| INSTRUCTIONS TO FOLLOW |
Your job with the data below is to output exactly the lines from the one holding "pub const fn indx(v: u32)" down to the one holding "pub const TC: u32 = 1 << 1;", both included, and no others.

| TASK INPUT |

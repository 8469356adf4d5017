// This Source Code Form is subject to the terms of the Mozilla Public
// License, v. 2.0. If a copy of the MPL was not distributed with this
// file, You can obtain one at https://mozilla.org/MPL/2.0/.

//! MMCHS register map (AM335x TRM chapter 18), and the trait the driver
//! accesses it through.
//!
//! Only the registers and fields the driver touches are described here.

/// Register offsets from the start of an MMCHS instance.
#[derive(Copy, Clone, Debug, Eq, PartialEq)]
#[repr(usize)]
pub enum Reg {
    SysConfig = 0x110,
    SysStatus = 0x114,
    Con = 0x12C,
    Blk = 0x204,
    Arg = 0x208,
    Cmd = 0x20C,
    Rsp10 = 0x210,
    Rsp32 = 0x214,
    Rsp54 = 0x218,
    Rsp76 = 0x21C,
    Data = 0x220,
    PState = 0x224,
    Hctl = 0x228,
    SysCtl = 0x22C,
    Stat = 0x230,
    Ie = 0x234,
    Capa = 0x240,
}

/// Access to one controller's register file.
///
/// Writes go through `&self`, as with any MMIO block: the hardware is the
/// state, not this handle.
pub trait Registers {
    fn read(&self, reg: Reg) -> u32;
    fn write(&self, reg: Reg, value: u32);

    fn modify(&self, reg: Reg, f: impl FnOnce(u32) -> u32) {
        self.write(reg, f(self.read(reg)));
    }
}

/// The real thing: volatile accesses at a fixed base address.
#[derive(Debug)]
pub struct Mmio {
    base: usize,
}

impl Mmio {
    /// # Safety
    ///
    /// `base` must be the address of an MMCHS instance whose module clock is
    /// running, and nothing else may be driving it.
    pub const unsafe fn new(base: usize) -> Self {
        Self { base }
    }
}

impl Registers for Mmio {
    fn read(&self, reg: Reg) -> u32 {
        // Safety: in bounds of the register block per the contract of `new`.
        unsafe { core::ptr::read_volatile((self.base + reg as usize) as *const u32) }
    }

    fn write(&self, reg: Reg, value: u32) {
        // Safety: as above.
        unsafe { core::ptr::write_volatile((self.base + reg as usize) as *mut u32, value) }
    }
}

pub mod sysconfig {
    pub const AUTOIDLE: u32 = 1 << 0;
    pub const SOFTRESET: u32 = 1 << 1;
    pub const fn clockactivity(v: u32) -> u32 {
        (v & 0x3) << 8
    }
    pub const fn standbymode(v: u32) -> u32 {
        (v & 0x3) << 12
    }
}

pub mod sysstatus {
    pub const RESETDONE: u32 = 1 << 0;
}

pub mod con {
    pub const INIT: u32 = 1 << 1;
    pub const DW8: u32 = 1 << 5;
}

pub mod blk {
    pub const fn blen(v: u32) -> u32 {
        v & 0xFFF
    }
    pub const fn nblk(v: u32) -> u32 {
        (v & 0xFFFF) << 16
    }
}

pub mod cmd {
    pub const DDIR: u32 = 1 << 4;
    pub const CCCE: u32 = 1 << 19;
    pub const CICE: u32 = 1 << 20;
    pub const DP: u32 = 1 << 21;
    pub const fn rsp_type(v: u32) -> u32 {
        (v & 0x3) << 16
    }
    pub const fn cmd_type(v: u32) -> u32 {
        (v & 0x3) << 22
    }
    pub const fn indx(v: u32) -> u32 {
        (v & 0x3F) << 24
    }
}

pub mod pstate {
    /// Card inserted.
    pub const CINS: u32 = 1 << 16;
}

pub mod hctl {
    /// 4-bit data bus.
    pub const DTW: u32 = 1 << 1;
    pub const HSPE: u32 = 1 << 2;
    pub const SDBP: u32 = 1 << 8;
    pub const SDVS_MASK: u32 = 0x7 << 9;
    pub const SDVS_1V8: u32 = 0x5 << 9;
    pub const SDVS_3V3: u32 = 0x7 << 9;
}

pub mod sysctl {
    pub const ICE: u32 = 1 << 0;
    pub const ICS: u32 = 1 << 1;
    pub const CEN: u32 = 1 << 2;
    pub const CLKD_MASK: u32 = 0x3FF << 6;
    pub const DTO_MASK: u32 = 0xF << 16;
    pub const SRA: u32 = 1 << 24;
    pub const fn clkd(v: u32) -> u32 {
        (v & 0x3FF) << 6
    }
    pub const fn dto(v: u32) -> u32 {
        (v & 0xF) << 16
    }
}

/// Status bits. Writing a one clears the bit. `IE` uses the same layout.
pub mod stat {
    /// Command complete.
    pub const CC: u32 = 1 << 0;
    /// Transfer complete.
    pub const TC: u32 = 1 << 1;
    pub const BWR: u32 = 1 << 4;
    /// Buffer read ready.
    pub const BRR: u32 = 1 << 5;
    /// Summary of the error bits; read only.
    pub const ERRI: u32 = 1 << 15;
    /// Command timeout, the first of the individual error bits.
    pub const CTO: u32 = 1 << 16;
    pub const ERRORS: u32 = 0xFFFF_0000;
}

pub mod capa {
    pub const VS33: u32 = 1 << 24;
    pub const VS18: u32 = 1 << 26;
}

| SOLUTION TO THE PROBLEM |
    pub const fn indx(v: u32) -> u32 {
        (v & 0x3F) << 24
    }
}

pub mod pstate {
    /// Card inserted.
    pub const CINS: u32 = 1 << 16;
}

pub mod hctl {
    /// 4-bit data bus.
    pub const DTW: u32 = 1 << 1;
    pub const HSPE: u32 = 1 << 2;
    pub const SDBP: u32 = 1 << 8;
    pub const SDVS_MASK: u32 = 0x7 << 9;
    pub const SDVS_1V8: u32 = 0x5 << 9;
    pub const SDVS_3V3: u32 = 0x7 << 9;
}

pub mod sysctl {
    pub const ICE: u32 = 1 << 0;
    pub const ICS: u32 = 1 << 1;
    pub const CEN: u32 = 1 << 2;
    pub const CLKD_MASK: u32 = 0x3FF << 6;
    pub const DTO_MASK: u32 = 0xF << 16;
    pub const SRA: u32 = 1 << 24;
    pub const fn clkd(v: u32) -> u32 {
        (v & 0x3FF) << 6
    }
    pub const fn dto(v: u32) -> u32 {
        (v & 0xF) << 16
    }
}

/// Status bits. Writing a one clears the bit. `IE` uses the same layout.
pub mod stat {
    /// Command complete.
    pub const CC: u32 = 1 << 0;
    /// Transfer complete.
    pub const TC: u32 = 1 << 1;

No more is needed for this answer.